● Assigned task
Each line of the records that holds "absent" should be shown in full.

Source records Block Start

//! Wire codecs for linked lists and binary trees.
//!
//! Test cases carry lists as value arrays and trees as level-order arrays
//! with null gaps. Candidate code receives real node objects built by the
//! sandbox prelude; this module is the Rust mirror of that encoding, used
//! to canonicalize expected outputs before comparison.

use std::collections::VecDeque;

use serde_json::Value;
use thiserror::Error;

use crate::problem::ParamType;

/// Node cap for both directions of the codec (cycle and memory guard)
pub const MAX_NODES: usize = 10_000;

#[derive(Debug, Error, PartialEq)]
pub enum BridgeError {
    #[error("linked list exceeds {} nodes", MAX_NODES)]
    ListTooLong,
    #[error("binary tree exceeds {} nodes", MAX_NODES)]
    TreeTooLarge,
    #[error("expected an array encoding for {0}")]
    NotAnArray(&'static str),
}

#[derive(Debug, Clone, PartialEq)]
pub struct ListNode {
    pub val: Value,
    pub next: Option<Box<ListNode>>,
}

#[derive(Debug, Clone, PartialEq)]
pub struct TreeNode {
    pub val: Value,
    pub left: Option<Box<TreeNode>>,
    pub right: Option<Box<TreeNode>>,
}

/// Build a linked list from its wire array. Empty input is the empty list.
pub fn list_from_wire(values: &[Value]) -> Result<Option<Box<ListNode>>, BridgeError> {
    if values.len() > MAX_NODES {
        return Err(BridgeError::ListTooLong);
    }
    let mut head = None;
    for value in values.iter().rev() {
        head = Some(Box::new(ListNode {
            val: value.clone(),
            next: head,
        }));
    }
    Ok(head)
}

/// Walk a list back into its wire array.
pub fn list_to_wire(mut node: Option<&ListNode>) -> Result<Vec<Value>, BridgeError> {
    let mut out = Vec::new();
    while let Some(n) = node {
        if out.len() >= MAX_NODES {
            return Err(BridgeError::ListTooLong);
        }
        out.push(n.val.clone());
        node = n.next.as_deref();
    }
    Ok(out)
}

/// Build a binary tree from its level-order wire array. A null (or absent)
/// entry is a missing child; entries after the array is exhausted are
/// simply absent children. Junk past the last reachable slot is ignored.
pub fn tree_from_wire(values: &[Value]) -> Result<Option<Box<TreeNode>>, BridgeError> {
    if values.is_empty() || values[0].is_null() {
        return Ok(None);
    }

    // Arena of (val, left, right) with child indices, linked level by level.
    let mut nodes: Vec<(Value, Option<usize>, Option<usize>)> =
        vec![(values[0].clone(), None, None)];
    let mut queue = VecDeque::from([0usize]);
    let mut i = 1;

    while i < values.len() {
        let Some(parent) = queue.pop_front() else {
            break;
        };
        for child in 0..2 {
            if i >= values.len() {
                break;
            }
            let value = &values[i];
            i += 1;
            if value.is_null() {
                continue;
            }
            if nodes.len() >= MAX_NODES {
                return Err(BridgeError::TreeTooLarge);
            }
            nodes.push((value.clone(), None, None));
            let idx = nodes.len() - 1;
            if child == 0 {
                nodes[parent].1 = Some(idx);
            } else {
                nodes[parent].2 = Some(idx);
            }
            queue.push_back(idx);
        }
    }

    Ok(Some(materialize(&nodes, 0)))
}

fn materialize(nodes: &[(Value, Option<usize>, Option<usize>)], idx: usize) -> Box<TreeNode> {
    Box::new(TreeNode {
        val: nodes[idx].0.clone(),
        left: nodes[idx].1.map(|i| materialize(nodes, i)),
        right: nodes[idx].2.map(|i| materialize(nodes, i)),
    })
}

/// Walk a tree back into its level-order wire array, trailing nulls
/// stripped so the encoding is canonical.
pub fn tree_to_wire(root: Option<&TreeNode>) -> Result<Vec<Value>, BridgeError> {
    let Some(root) = root else {
        return Ok(Vec::new());
    };

    let mut out = Vec::new();
    let mut seen = 0usize;
    let mut queue: VecDeque<Option<&TreeNode>> = VecDeque::from([Some(root)]);

    while let Some(slot) = queue.pop_front() {
        match slot {
            None => out.push(Value::Null),
            Some(node) => {
                seen += 1;
                if seen > MAX_NODES {
                    return Err(BridgeError::TreeTooLarge);
                }
                out.push(node.val.clone());
                queue.push_back(node.left.as_deref());
                queue.push_back(node.right.as_deref());
            }
        }
    }

    while out.last().is_some_and(|v| v.is_null()) {
        out.pop();
    }
    Ok(out)
}

/// Canonicalize a wire value according to its declared type.
///
/// Node encodings round-trip through the codec, so a tree written with
/// redundant trailing nulls compares equal to the canonical form the
/// sandbox produces. Null stands in for the empty structure. Plain values
/// come back unchanged.
pub fn normalize_wire(value: &Value, ty: &ParamType) -> Result<Value, BridgeError> {
    match ty {
        ParamType::ListNode => {
            let head = list_from_wire(as_wire_array(value, "ListNode")?)?;
            Ok(Value::Array(list_to_wire(head.as_deref())?))
        }
        ParamType::TreeNode => {
            let root = tree_from_wire(as_wire_array(value, "TreeNode")?)?;
            Ok(Value::Array(tree_to_wire(root.as_deref())?))
        }
        _ => Ok(value.clone()),
    }
}

fn as_wire_array<'a>(value: &'a Value, ty: &'static str) -> Result<&'a [Value], BridgeError> {
    match value {
        Value::Array(items) => Ok(items),
        Value::Null => Ok(&[]),
        _ => Err(BridgeError::NotAnArray(ty)),
    }
}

Source records Block End

● Task solution
/// Build a binary tree from its level-order wire array. A null (or absent)
/// simply absent children. Junk past the last reachable slot is ignored.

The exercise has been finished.